TASK DETAILS
Only lines containing "CliError" are wanted from the data below. Copy those lines.

____ MATERIAL PROVIDED

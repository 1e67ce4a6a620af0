//! # flip7 CLI Library
//!
//! Command-line front end for the Flip 7 engine: interactive games with
//! human and computer seats, batch simulation of computer policies, and
//! configuration display.
//!
//! ## Main Entry Point
//!
//! [`run`] parses the arguments and dispatches to a subcommand, writing to
//! the given streams and returning the process exit code.
//!
//! ## Example Usage
//!
//! ```
//! let mut out = Vec::new();
//! let mut err = Vec::new();
//! let code = flip7_cli::run(
//!     ["flip7", "sim", "--games", "3", "--ai", "ev", "--ai", "hit", "--seed", "1"],
//!     &mut out,
//!     &mut err,
//! );
//! assert_eq!(code, 0);
//! assert!(String::from_utf8(out).unwrap().contains("Total Games: 3"));
//! ```
//!
//! ## Available Subcommands
//!
//! - `play`: Play one game; `--human NAME` and `--ai SPEC` seat players
//! - `sim`: Run many computer-only games and report win rates
//! - `cfg`: Display the resolved configuration and value sources
//! - `policies`: List the computer policy specs

use clap::Parser;
use std::io::Write;

pub mod cli;
pub mod commands;
pub mod config;
mod error;
pub mod exit_code;
pub mod formatters;
pub mod human;
pub mod io_utils;
pub mod logging;
mod macros;
pub mod names;
pub mod ui;
pub mod validation;

use cli::{Commands, Flip7Cli};
use commands::{
    handle_cfg_command, handle_play_command, handle_policies_command, handle_sim_command,
};
pub use error::CliError;
use human::Console;

const COMMANDS: &[&str] = &["play", "sim", "cfg", "policies"];

/// Main entry point for the CLI application.
///
/// # Returns
///
/// Exit code: `0` for success, `2` for errors, `130` when a human quits
pub fn run<I, S>(args: I, out: &mut dyn Write, err: &mut dyn Write) -> i32
where
    I: IntoIterator<Item = S>,
    S: AsRef<str>,
{
    let argv: Vec<String> = args.into_iter().map(|s| s.as_ref().to_string()).collect();

    let cli = match Flip7Cli::try_parse_from(&argv) {
        Ok(cli) => cli,
        Err(e) => {
            use clap::error::ErrorKind;

            // Help and version go to stdout and succeed
            return match e.kind() {
                ErrorKind::DisplayHelp | ErrorKind::DisplayVersion => {
                    if write!(out, "{}", e).is_err() {
                        return exit_code::ERROR;
                    }
                    exit_code::SUCCESS
                }
                _ => {
                    write_or_exit!(err, "{}", e);
                    write_or_exit!(err, "Usage: flip7 <command> [options]\n");
                    write_or_exit!(err, "Commands:");
                    for c in COMMANDS {
                        write_or_exit!(err, "  {}", c);
                    }
                    write_or_exit!(err, "\nFor full help, run: flip7 --help");
                    exit_code::ERROR
                }
            };
        }
    };

    let result = match cli.cmd {
        Commands::Play(args) => handle_play_command(&args, out, err, Console::stdio()),
        Commands::Sim(args) => handle_sim_command(&args, out, err),
        Commands::Cfg => handle_cfg_command(out, err),
        Commands::Policies => handle_policies_command(out),
    };
    exit_code_for(result, err)
}

/// Maps a command result to an exit code, reporting errors on `err`.
pub fn exit_code_for(result: Result<(), CliError>, err: &mut dyn Write) -> i32 {
    match result {
        Ok(()) => exit_code::SUCCESS,
        Err(CliError::Interrupted(_)) => exit_code::INTERRUPTED,
        Err(e) => {
            write_or_exit!(err, "Error: {}", e);
            exit_code::ERROR
        }
    }
}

________

TASK ANSWER
pub use error::CliError;
pub fn exit_code_for(result: Result<(), CliError>, err: &mut dyn Write) -> i32 {
        Err(CliError::Interrupted(_)) => exit_code::INTERRUPTED,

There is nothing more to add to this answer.